A decisão tem caráter liminar e a abrangência da decisão é de âmbito nacional. O Ministro Relator da ADPF 1134 foi oficiado da decisão.
Nossa opinião:
Analisando a notícia em questão, é possível observar que o tema discutido envolve uma série de aspectos legais, éticos e de saúde pública, especialmente no que diz respeito ao direito ao aborto em casos de estupro e à autonomia das mulheres em decidir sobre sua própria saúde reprodutiva.
Em relação à atuação do Conselho Federal de Medicina (CFM) e à Resolução 2.378/2024, é importante considerar o princípio da legalidade, previsto no artigo 5º, II, da Constituição Federal, que estabelece que ninguém será obrigado a fazer ou deixar de fazer alguma coisa senão em virtude de lei. Nesse sentido, qualquer restrição ou regulamentação imposta pelo CFM deve estar respaldada por lei em sentido estrito, ou seja, por norma legal expressa que discipline a matéria de forma clara e específica.
No caso em análise, a resolução do CFM proíbe o procedimento de interrupção da gravidez após a 22ª semana de gestação, mesmo em casos de estupro, o que suscita questionamentos quanto à sua validade e legalidade. A juíza responsável pelo caso destacou que o CFM não possui competência para criar proibições não previstas em lei, especialmente no que diz respeito ao aborto em caso de estupro.
Nesse contexto, é fundamental ressaltar os direitos fundamentais das mulheres, incluindo o direito à saúde, à integridade física e psíquica, bem como o direito à autonomia reprodutiva, todos eles protegidos pela Constituição Federal. O direito ao aborto em casos de estupro está previsto no artigo 128, inciso II, do Código Penal, o qual determina a exclusão da punibilidade do aborto quando houver risco à vida da gestante ou quando a gravidez resultar de estupro.

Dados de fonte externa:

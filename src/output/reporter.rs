//! Run reporting
//!
//! Pure presentation over execution results: every function renders to a
//! `String` and is deterministic given the same inputs. Callers decide
//! when to print.

use crate::cli::ExecutionOptions;
use crate::models::{Layer, RunSummary, RESET};
use crate::registry::LayerRegistry;

const BOLD: &str = "\x1b[1m";
const RED: &str = "\x1b[31m";
const GREEN: &str = "\x1b[32m";
const YELLOW: &str = "\x1b[33m";
const BLUE: &str = "\x1b[34m";
const CYAN: &str = "\x1b[36m";
const GRAY: &str = "\x1b[90m";

/// Stateless renderer for all user-facing output
pub struct Reporter;

impl Reporter {
    /// Banner plus execution plan: mode, ordered layer list, advisory flags
    pub fn render_plan(
        plan: &[String],
        registry: &LayerRegistry,
        options: &ExecutionOptions,
    ) -> String {
        let mut out = String::new();

        out.push_str(&format!("{BOLD}{BLUE}🧪 Layer Test Runner{RESET}\n"));
        out.push_str(&format!("{BOLD}{}{RESET}\n", "=".repeat(50)));

        if options.dry_run {
            out.push_str(&format!("{BOLD}DRY RUN - Execution Plan:{RESET}\n"));
        }

        let mode = if options.parallel {
            format!("{YELLOW}Parallel{RESET}")
        } else {
            format!("{GREEN}Sequential{RESET}")
        };
        out.push_str(&format!("Mode: {mode}\n"));

        let layers = plan
            .iter()
            .map(|key| match registry.get(key) {
                Some(layer) => layer.color.paint(key),
                None => key.clone(),
            })
            .collect::<Vec<_>>()
            .join(" → ");
        out.push_str(&format!("Layers: {layers}\n"));

        if options.watch {
            out.push_str(&format!("{CYAN}Watch mode enabled{RESET}\n"));
        }

        out.push('\n');
        out
    }

    /// Dry-run command listing; nothing is executed
    pub fn render_dry_run(plan: &[String], registry: &LayerRegistry) -> String {
        let mut out = format!("{BOLD}Would execute:{RESET}\n");

        for key in plan {
            if let Some(layer) = registry.get(key) {
                out.push_str(&format!(
                    "  {}: {}\n",
                    layer.color.paint(&layer.name),
                    layer.path
                ));
            }
        }

        out
    }

    /// Global `--env` overrides applied to every executed layer
    pub fn render_overrides(options: &ExecutionOptions) -> String {
        let pairs = options
            .env_overrides
            .iter()
            .map(ToString::to_string)
            .collect::<Vec<_>>()
            .join(", ");
        format!("Global environment overrides: {pairs}\n")
    }

    pub fn render_layer_start(layer: &Layer) -> String {
        layer
            .color
            .paint(format!("▶ Running {} tests...", layer.name))
    }

    pub fn render_layer_result(layer: &Layer, success: bool, duration_ms: u64) -> String {
        let status = if success {
            layer.color.paint(format!("✓ {} tests passed", layer.name))
        } else {
            format!("{RED}✗ {} tests failed{RESET}", layer.name)
        };
        format!("{status} {GRAY}({duration_ms}ms){RESET}")
    }

    pub fn render_spawn_error(layer: &Layer, error: &str) -> String {
        format!("{RED}✗ {} tests errored: {error}{RESET}", layer.name)
    }

    /// Buffered output replay for a failed layer, one vertical-bar marker
    /// per non-empty line
    pub fn render_failure_output(layer: &Layer, captured: &str) -> String {
        let rule = format!("{GRAY}{}{RESET}", "─".repeat(40));
        let mut out = format!("\n{GRAY}{} Test Output:{RESET}\n{rule}\n", layer.name);

        for line in captured.lines() {
            if line.trim().is_empty() {
                out.push('\n');
            } else {
                out.push_str(&format!("{GRAY}│{RESET} {line}\n"));
            }
        }

        out.push_str(&rule);
        out.push('\n');
        out
    }

    /// Final tally: pass/fail counts, failed layer names, total time
    pub fn render_summary(summary: &RunSummary, registry: &LayerRegistry) -> String {
        let mut out = String::new();

        out.push_str(&format!("\n{BOLD}Test Summary{RESET}\n"));
        out.push_str(&format!("{}\n", "=".repeat(20)));
        out.push_str(&format!("{GREEN}✓ Passed: {}{RESET}\n", summary.passed));
        out.push_str(&format!("{RED}✗ Failed: {}{RESET}\n", summary.failed));
        out.push_str(&format!(
            "{GRAY}Total time: {}ms{RESET}\n",
            summary.total_duration_ms
        ));

        if summary.failed > 0 {
            out.push_str(&format!("\n{RED}Failed layers:{RESET}\n"));
            for key in summary.failed_keys() {
                let name = registry.get(key).map(|l| l.name.as_str()).unwrap_or(key);
                out.push_str(&format!("  {RED}✗ {name}{RESET}\n"));
            }
        } else {
            out.push_str(&format!("\n{GREEN}All tests passed! 🎉{RESET}\n"));
        }

        out
    }

    pub fn render_no_layers() -> String {
        format!("{YELLOW}No test layers to run.{RESET}")
    }
}

#[cfg(test)]
mod tests {
    use super::*;
    use crate::models::ExecutionResult;

    fn options() -> ExecutionOptions {
        ExecutionOptions::default()
    }

    #[test]
    fn test_plan_sequential_mode() {
        let registry = LayerRegistry::builtin();
        let plan = vec!["domain".to_string(), "application".to_string()];

        let rendered = Reporter::render_plan(&plan, &registry, &options());
        assert!(rendered.contains("Sequential"));
        assert!(rendered.contains("domain"));
        assert!(rendered.contains("→"));
    }

    #[test]
    fn test_plan_parallel_and_watch() {
        let registry = LayerRegistry::builtin();
        let plan = vec!["domain".to_string()];
        let opts = ExecutionOptions {
            parallel: true,
            watch: true,
            ..Default::default()
        };

        let rendered = Reporter::render_plan(&plan, &registry, &opts);
        assert!(rendered.contains("Parallel"));
        assert!(rendered.contains("Watch mode enabled"));
    }

    #[test]
    fn test_dry_run_lists_commands() {
        let registry = LayerRegistry::builtin();
        let plan = vec!["domain".to_string(), "e2e".to_string()];

        let rendered = Reporter::render_dry_run(&plan, &registry);
        assert!(rendered.contains("Would execute:"));
        assert!(rendered.contains("tests/domain/run.sh"));
        assert!(rendered.contains("tests/e2e/run.sh"));
    }

    #[test]
    fn test_summary_counts_and_failures() {
        let registry = LayerRegistry::builtin();
        let summary = RunSummary::new(
            vec![
                ExecutionResult::passed("domain", 10),
                ExecutionResult::failed("application", 20),
            ],
            35,
        );

        let rendered = Reporter::render_summary(&summary, &registry);
        assert!(rendered.contains("✓ Passed: 1"));
        assert!(rendered.contains("✗ Failed: 1"));
        assert!(rendered.contains("Failed layers:"));
        assert!(rendered.contains("Application"));
        assert!(rendered.contains("Total time: 35ms"));
    }

    #[test]
    fn test_summary_all_passed() {
        let registry = LayerRegistry::builtin();
        let summary = RunSummary::new(vec![ExecutionResult::passed("domain", 10)], 12);

        let rendered = Reporter::render_summary(&summary, &registry);
        assert!(rendered.contains("All tests passed!"));
        assert!(!rendered.contains("Failed layers:"));
    }

    #[test]
    fn test_failure_output_markers() {
        let layer = Layer::new("domain", "Domain", "d.sh");
        let rendered = Reporter::render_failure_output(&layer, "line one\n\nline two\n");

        assert!(rendered.contains("Domain Test Output:"));
        assert_eq!(rendered.matches("│").count(), 2);
    }

    #[test]
    fn test_rendering_is_deterministic() {
        let registry = LayerRegistry::builtin();
        let summary = RunSummary::new(vec![ExecutionResult::failed("e2e", 5)], 5);

        let a = Reporter::render_summary(&summary, &registry);
        let b = Reporter::render_summary(&summary, &registry);
        assert_eq!(a, b);
    }
}
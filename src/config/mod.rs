//! Configuration
//!
//! Optional YAML catalog file overriding the built-in layer registry.

mod file;

pub use file::CatalogFile;
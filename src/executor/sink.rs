//! Output sinks for child process streams
//!
//! A single capability with two variants selected by execution mode:
//! `Buffer` holds output for conditional replay after a failure, `Stream`
//! prints each line as it arrives, tagged with the layer name. The two are
//! mutually exclusive; a streamed layer is never replayed.

use crate::models::{Layer, LayerColor, RESET};

/// Destination for a child's combined stdout/stderr lines
#[derive(Debug)]
pub enum OutputSink {
    /// Silent capture, surfaced only when the layer fails
    Buffer { captured: String },
    /// Live interleaved output with a colored `[LayerName]` tag per line
    Stream { name: String, color: LayerColor },
}

impl OutputSink {
    pub fn buffer() -> Self {
        Self::Buffer {
            captured: String::new(),
        }
    }

    pub fn stream(layer: &Layer) -> Self {
        Self::Stream {
            name: layer.name.clone(),
            color: layer.color,
        }
    }

    /// Append one line of child output
    pub fn append(&mut self, line: &str, from_stderr: bool) {
        match self {
            Self::Buffer { captured } => {
                captured.push_str(line);
                captured.push('\n');
            }
            Self::Stream { name, color } => {
                // stderr lines carry a red tag, matching their origin
                let tag_color = if from_stderr { LayerColor::Red } else { *color };
                let tagged = format!(
                    "  {}[{}]{} {}",
                    tag_color.code(),
                    name,
                    RESET,
                    line
                );
                if from_stderr {
                    eprintln!("{tagged}");
                } else {
                    println!("{tagged}");
                }
            }
        }
    }

    /// Finalize the sink; only the buffer variant yields captured text
    pub fn into_captured(self) -> String {
        match self {
            Self::Buffer { captured } => captured,
            Self::Stream { .. } => String::new(),
        }
    }
}
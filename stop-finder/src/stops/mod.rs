//! MBTA v3 stops client.
//!
//! Finds the transit stop nearest to a pair of coordinates, sorted by the
//! service itself, and reports its wheelchair boarding status.

mod client;
mod error;
mod types;

pub use client::{MbtaStopLocator, StopsConfig};
pub use error::StopError;
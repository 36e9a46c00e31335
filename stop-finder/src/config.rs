//! Process configuration, read once at startup.

use std::net::SocketAddr;

use tracing::warn;

use crate::geocoder::GeocoderConfig;
use crate::stops::StopsConfig;

/// Default listen address.
const DEFAULT_BIND_ADDR: &str = "127.0.0.1:3000";

/// Errors from reading the environment.
#[derive(Debug, thiserror::Error)]
pub enum ConfigError {
    /// `HTTP_TIMEOUT_SECS` is not a whole number of seconds
    #[error("invalid HTTP_TIMEOUT_SECS {value:?}: expected whole seconds")]
    InvalidTimeout { value: String },

    /// `BIND_ADDR` is not a socket address
    #[error("invalid BIND_ADDR {value:?}: {source}")]
    InvalidBindAddr {
        value: String,
        source: std::net::AddrParseError,
    },
}

/// Everything the server needs to start.
#[derive(Debug, Clone)]
pub struct AppConfig {
    /// Geocoding client settings
    pub geocoder: GeocoderConfig,
    /// Stops client settings
    pub stops: StopsConfig,
    /// Address to listen on
    pub bind_addr: SocketAddr,
}

impl AppConfig {
    /// Read configuration from process environment variables.
    pub fn from_env() -> Result<Self, ConfigError> {
        Self::from_lookup(|key| std::env::var(key).ok())
    }

    /// Read configuration through `lookup`, which maps a variable name to
    /// its value. Empty values count as unset.
    pub fn from_lookup(lookup: impl Fn(&str) -> Option<String>) -> Result<Self, ConfigError> {
        let var = |key: &str| lookup(key).filter(|value| !value.trim().is_empty());

        let access_token = var("MAPBOX_TOKEN").unwrap_or_else(|| {
            warn!("MAPBOX_TOKEN not set. Geocoding requests will fail.");
            String::new()
        });

        let timeout_secs = var("HTTP_TIMEOUT_SECS")
            .map(|value| {
                value
                    .trim()
                    .parse::<u64>()
                    .map_err(|_| ConfigError::InvalidTimeout { value })
            })
            .transpose()?;

        let mut geocoder = GeocoderConfig::new(access_token).with_timeout(timeout_secs);
        if let Some(url) = var("MAPBOX_BASE_URL") {
            geocoder = geocoder.with_base_url(url);
        }

        let mut stops = StopsConfig::new(var("MBTA_API_KEY")).with_timeout(timeout_secs);
        if let Some(url) = var("MBTA_BASE_URL") {
            stops = stops.with_base_url(url);
        }

        let bind_value = var("BIND_ADDR").unwrap_or_else(|| DEFAULT_BIND_ADDR.to_string());
        let bind_addr: SocketAddr = bind_value
            .trim()
            .parse()
            .map_err(|source| ConfigError::InvalidBindAddr {
                value: bind_value.clone(),
                source,
            })?;

        Ok(Self {
            geocoder,
            stops,
            bind_addr,
        })
    }
}
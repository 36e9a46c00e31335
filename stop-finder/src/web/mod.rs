//! Web layer for the stop finder.
//!
//! One route: `GET /` shows the place-name form, `POST /` runs the lookup
//! and renders either the nearest stop or an error page.

mod dto;
mod routes;
mod state;
pub mod templates;

#[cfg(test)]
mod routes_tests;

pub use dto::PlaceForm;
pub use routes::{AppError, create_router};
pub use state::{AppState, MbtaStopFinder};
pub use templates::*;
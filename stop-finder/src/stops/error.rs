//! Stop locator error types.

/// Errors that escape the stop locator.
///
/// Fetch failures are absorbed into
/// [`Lookup::Unavailable`](crate::domain::Lookup::Unavailable) instead.
#[derive(Debug, thiserror::Error)]
pub enum StopError {
    /// The HTTP client could not be constructed
    #[error("failed to build stops client: {0}")]
    Client(#[from] reqwest::Error),

    /// The API key is not a valid header value
    #[error("invalid MBTA API key format")]
    InvalidApiKey,

    /// The nearest stop entry lacked a name
    #[error("malformed stop entry: {message}")]
    MalformedStop { message: String },
}

#[cfg(test)]
mod tests {
    use super::*;

    #[test]
    fn error_display() {
        let err = StopError::MalformedStop {
            message: "missing field `name`".into(),
        };
        assert_eq!(err.to_string(), "malformed stop entry: missing field `name`");

        assert_eq!(
            StopError::InvalidApiKey.to_string(),
            "invalid MBTA API key format"
        );
    }
}
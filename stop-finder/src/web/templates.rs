//! Askama templates for the web frontend.

use askama::Template;

use crate::finder::NearestStop;

/// Home page with the place-name form.
#[derive(Template)]
#[template(path = "index.html")]
pub struct IndexTemplate;

/// Nearest-stop result page.
#[derive(Template)]
#[template(path = "result.html")]
pub struct ResultTemplate {
    pub place_name: String,
    pub station_name: String,
    pub wheelchair_accessible: bool,
}

impl ResultTemplate {
    /// Create from a pipeline result.
    pub fn from_nearest(nearest: &NearestStop) -> Self {
        Self {
            place_name: nearest.place_name.clone(),
            station_name: nearest.stop.name.clone(),
            wheelchair_accessible: nearest.stop.wheelchair_accessible,
        }
    }

    /// "Yes" or "No".
    pub fn accessibility_label(&self) -> &'static str {
        if self.wheelchair_accessible { "Yes" } else { "No" }
    }
}

/// Error page.
#[derive(Template)]
#[template(path = "error.html")]
pub struct ErrorTemplate {
    pub title: String,
    pub message: String,
}
//! Domain types for the stop finder.
//!
//! Every value here lives for a single request: the coordinates a place
//! resolves to, the stop nearest to them, and the three-way outcome of
//! asking an upstream service for either.

mod coordinates;
mod lookup;
mod stop;

pub use coordinates::Coordinates;
pub use lookup::Lookup;
pub use stop::{Stop, WHEELCHAIR_ACCESSIBLE};
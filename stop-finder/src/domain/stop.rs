//! Transit stop type.

/// Upstream wheelchair boarding code meaning "fully accessible".
pub const WHEELCHAIR_ACCESSIBLE: i64 = 1;

/// The nearest transit stop and whether it can be boarded in a wheelchair.
#[derive(Debug, Clone, PartialEq, Eq)]
pub struct Stop {
    /// Display name of the stop
    pub name: String,
    /// Whether wheelchair boarding is available
    pub wheelchair_accessible: bool,
}

impl Stop {
    /// Create a stop from its name and the raw upstream boarding code.
    ///
    /// Only the integer [`WHEELCHAIR_ACCESSIBLE`] counts as accessible;
    /// missing, null, other integers, floats and strings do not.
    pub fn from_boarding_code(name: impl Into<String>, code: Option<&serde_json::Value>) -> Self {
        let wheelchair_accessible =
            code.and_then(serde_json::Value::as_i64) == Some(WHEELCHAIR_ACCESSIBLE);

        Self {
            name: name.into(),
            wheelchair_accessible,
        }
    }
}
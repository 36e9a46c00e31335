use stop_finder::config::{AppConfig, ConfigError};
use stop_finder::geocoder::{GeocodeError, MapboxGeocoder};
use stop_finder::stops::{MbtaStopLocator, StopError};
use stop_finder::web::{AppState, create_router};
use tracing::{error, info};
use tracing_subscriber::EnvFilter;

/// Log filter used when `RUST_LOG` is not set.
const DEFAULT_LOG_FILTER: &str = "stop_finder=info,tower_http=info";

/// Errors that prevent the server from starting.
#[derive(Debug, thiserror::Error)]
enum StartupError {
    #[error(transparent)]
    Config(#[from] ConfigError),

    #[error(transparent)]
    Geocoder(#[from] GeocodeError),

    #[error(transparent)]
    Stops(#[from] StopError),

    #[error("server error: {0}")]
    Io(#[from] std::io::Error),
}

#[tokio::main]
async fn main() {
    // A missing .env file is fine; variables may come from the environment.
    let dotenv = dotenvy::dotenv();

    tracing_subscriber::fmt()
        .with_env_filter(
            EnvFilter::try_from_default_env().unwrap_or_else(|_| EnvFilter::new(DEFAULT_LOG_FILTER)),
        )
        .init();

    if let Ok(path) = dotenv {
        info!(path = %path.display(), "loaded environment file");
    }

    if let Err(e) = run().await {
        error!(error = %e, "stop finder failed");
        std::process::exit(1);
    }
}

async fn run() -> Result<(), StartupError> {
    let config = AppConfig::from_env()?;

    let geocoder = MapboxGeocoder::new(config.geocoder)?;
    let locator = MbtaStopLocator::new(config.stops)?;
    let app = create_router(AppState::new(geocoder, locator));

    let listener = tokio::net::TcpListener::bind(config.bind_addr).await?;
    info!("Stop finder listening on http://{}", config.bind_addr);

    axum::serve(listener, app).await?;
    Ok(())
}
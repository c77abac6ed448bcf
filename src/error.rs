//! Error type for fallible sorting.
//!
//! Only [`try_quicksort`](crate::algo::try_quicksort) and
//! [`try_partition`](crate::algo::try_partition) can fail, and only when the
//! element type's `partial_cmp` cannot order a pair (e.g. `f64::NAN`).

use thiserror::Error;

/// Error raised while sorting a sequence of partially ordered elements.
#[derive(Debug, Clone, PartialEq, Eq, Error)]
pub enum SortError {
    /// Two elements could not be ordered relative to each other.
    ///
    /// Indices refer to positions in the sequence at the moment of the
    /// comparison; the sequence may already be partially reordered.
    #[error("elements at indices {left} and {right} are not comparable")]
    IncomparableElements {
        /// Index of the scanned element.
        left: usize,
        /// Index of the pivot.
        right: usize,
    },
}
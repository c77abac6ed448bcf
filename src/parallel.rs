//! Parallel quicksort using rayon.
//!
//! After a partition the two children cover disjoint index ranges, so they
//! are split with `split_at_mut` and handed to [`rayon::join`]. Small slices,
//! and slices reached after too many unbalanced splits, fall back to the
//! sequential [`quicksort`]. The result is the same as sorting sequentially.

use crate::algo::{partition, quicksort};

/// Slices at or below this length are sorted on the current thread.
pub const SEQUENTIAL_THRESHOLD: usize = 4096;

/// Sorts a slice in place, sorting the two sides of each partition concurrently.
///
/// # Examples
///
/// ```
/// use lomsort::par_quicksort;
///
/// let mut data: Vec<u32> = (0..10_000).rev().collect();
/// par_quicksort(&mut data);
///
/// assert!(lomsort::is_sorted(&data));
/// ```
pub fn par_quicksort<T: Ord + Send>(v: &mut [T]) {
    // Bounds the join depth: already-sorted input splits off one element at a time.
    let budget = 2 * (usize::BITS - v.len().leading_zeros());
    par_recurse(v, budget);
}

fn par_recurse<T: Ord + Send>(v: &mut [T], budget: u32) {
    if v.len() <= SEQUENTIAL_THRESHOLD || budget == 0 {
        quicksort(v);
        return;
    }

    let hi = v.len() - 1;
    let pi = partition(v, 0, hi);
    let (left, right) = v.split_at_mut(pi);

    rayon::join(
        || par_recurse(left, budget - 1),
        || par_recurse(&mut right[1..], budget - 1),
    );
}
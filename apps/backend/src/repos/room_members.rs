//! Room membership repository functions for domain layer.

use sea_orm::ConnectionTrait;

use crate::adapters::room_members_sea as members_adapter;
use crate::entities::room_members::LiveDifficulty;
use crate::errors::domain::DomainError;
use crate::infra::db_errors::map_db_err;

/// Room membership domain model
#[derive(Debug, Clone, PartialEq, Eq)]
pub struct RoomMember {
    pub id: i64,
    pub room_id: i64,
    pub user_id: i64,
    pub difficulty: LiveDifficulty,
    pub is_host: bool,
    pub score: Option<i32>,
    pub judges: Option<[i32; 5]>,
}

impl RoomMember {
    /// A member counts as reported once their score is set; judge counts are
    /// written in the same update.
    pub fn has_reported(&self) -> bool {
        self.score.is_some()
    }
}

impl From<crate::entities::room_members::Model> for RoomMember {
    fn from(model: crate::entities::room_members::Model) -> Self {
        let judges = match (
            model.judge_perfect,
            model.judge_great,
            model.judge_good,
            model.judge_bad,
            model.judge_miss,
        ) {
            (Some(p), Some(gr), Some(go), Some(b), Some(m)) => Some([p, gr, go, b, m]),
            _ => None,
        };
        Self {
            id: model.id,
            room_id: model.room_id,
            user_id: model.user_id,
            difficulty: model.difficulty,
            is_host: model.is_host,
            score: model.score,
            judges,
        }
    }
}

/// A member joined with the resolved user identity, for membership views.
#[derive(Debug, Clone, PartialEq, Eq)]
pub struct MemberWithUser {
    pub member: RoomMember,
    pub name: String,
    pub leader_card_id: i32,
}

pub async fn create_member<C: ConnectionTrait + Send + Sync>(
    conn: &C,
    room_id: i64,
    user_id: i64,
    difficulty: LiveDifficulty,
    is_host: bool,
) -> Result<RoomMember, DomainError> {
    let dto = members_adapter::MemberCreate {
        room_id,
        user_id,
        difficulty,
        is_host,
    };
    let member = members_adapter::create_member(conn, dto)
        .await
        .map_err(map_db_err)?;
    Ok(RoomMember::from(member))
}

pub async fn find_membership<C: ConnectionTrait + Send + Sync>(
    conn: &C,
    room_id: i64,
    user_id: i64,
) -> Result<Option<RoomMember>, DomainError> {
    let member = members_adapter::find_membership(conn, room_id, user_id)
        .await
        .map_err(map_db_err)?;
    Ok(member.map(RoomMember::from))
}

pub async fn find_all_by_room<C: ConnectionTrait + Send + Sync>(
    conn: &C,
    room_id: i64,
) -> Result<Vec<RoomMember>, DomainError> {
    let members = members_adapter::find_all_by_room(conn, room_id)
        .await
        .map_err(map_db_err)?;
    Ok(members.into_iter().map(RoomMember::from).collect())
}

/// Membership view rows: each member resolved to their user record. A
/// dangling membership (user row missing) would be a referential integrity
/// breach, surfaced as an infra error rather than silently skipped.
pub async fn find_all_by_room_with_users<C: ConnectionTrait + Send + Sync>(
    conn: &C,
    room_id: i64,
) -> Result<Vec<MemberWithUser>, DomainError> {
    let rows = members_adapter::find_all_by_room_with_users(conn, room_id)
        .await
        .map_err(map_db_err)?;

    rows.into_iter()
        .map(|(member, user)| {
            let user = user.ok_or_else(|| {
                DomainError::infra(
                    crate::errors::domain::InfraErrorKind::Other("DanglingMembership".into()),
                    format!("member {} has no user record", member.id),
                )
            })?;
            Ok(MemberWithUser {
                member: RoomMember::from(member),
                name: user.name,
                leader_card_id: user.leader_card_id,
            })
        })
        .collect()
}

pub async fn count_by_room<C: ConnectionTrait + Send + Sync>(
    conn: &C,
    room_id: i64,
) -> Result<u64, DomainError> {
    members_adapter::count_by_room(conn, room_id)
        .await
        .map_err(map_db_err)
}

pub async fn set_host<C: ConnectionTrait + Send + Sync>(
    conn: &C,
    member_id: i64,
) -> Result<(), DomainError> {
    members_adapter::set_host(conn, member_id)
        .await
        .map_err(map_db_err)
}

pub async fn set_result<C: ConnectionTrait + Send + Sync>(
    conn: &C,
    member_id: i64,
    score: i32,
    judges: [i32; 5],
) -> Result<RoomMember, DomainError> {
    let member = members_adapter::set_result(conn, member_id, score, judges)
        .await
        .map_err(map_db_err)?;
    Ok(RoomMember::from(member))
}

pub async fn delete_member<C: ConnectionTrait + Send + Sync>(
    conn: &C,
    member_id: i64,
) -> Result<(), DomainError> {
    members_adapter::delete_member(conn, member_id)
        .await
        .map_err(map_db_err)
}
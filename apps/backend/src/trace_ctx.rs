//! Task-local trace context for web requests.
//!
//! Provides a minimal API for accessing the current request's trace_id from
//! anywhere in the request processing pipeline, backed by Tokio task-local
//! storage. Part of the web boundary; service code should not import it.

use std::cell::RefCell;

use tokio::task_local;

task_local! {
    static TRACE_ID: RefCell<Option<String>>;
}

/// Get the trace_id for the current task.
/// Returns "unknown" if no trace_id is set (e.g., outside of a request context).
pub fn trace_id() -> String {
    TRACE_ID
        .try_with(|cell| {
            cell.borrow()
                .as_ref()
                .cloned()
                .unwrap_or_else(|| "unknown".to_string())
        })
        .unwrap_or_else(|_| "unknown".to_string())
}

/// Run a future within a trace context.
/// Used by middleware to establish the task-local scope.
pub async fn with_trace_id<F, R>(trace_id: String, future: F) -> R
where
    F: std::future::Future<Output = R>,
{
    TRACE_ID.scope(RefCell::new(Some(trace_id)), future).await
}

#[cfg(test)]
mod tests {
    use super::*;

    #[tokio::test]
    async fn test_trace_id_outside_context() {
        assert_eq!(trace_id(), "unknown");
    }

    #[tokio::test]
    async fn test_trace_id_within_context() {
        let test_trace_id = "test-trace-123".to_string();

        let result = with_trace_id(test_trace_id.clone(), async {
            assert_eq!(trace_id(), test_trace_id);
            "success"
        })
        .await;

        assert_eq!(result, "success");
        assert_eq!(trace_id(), "unknown");
    }
}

Portanto, a suspensão dos efeitos da Resolução 2.378/2024 do CFM, em sede liminar, representa uma decisão em conformidade com os princípios constitucionais de legalidade, autonomia e proteção dos direitos das mulheres, especialmente daquelas que são vítimas de violência sexual. A decisão permite que o procedimento de assistolia fetal possa ser realizado em gestantes com idade gestacional acima de 22 semanas nos casos de estupro, assegurando o respeito aos direitos fundamentais e à dignidade humana.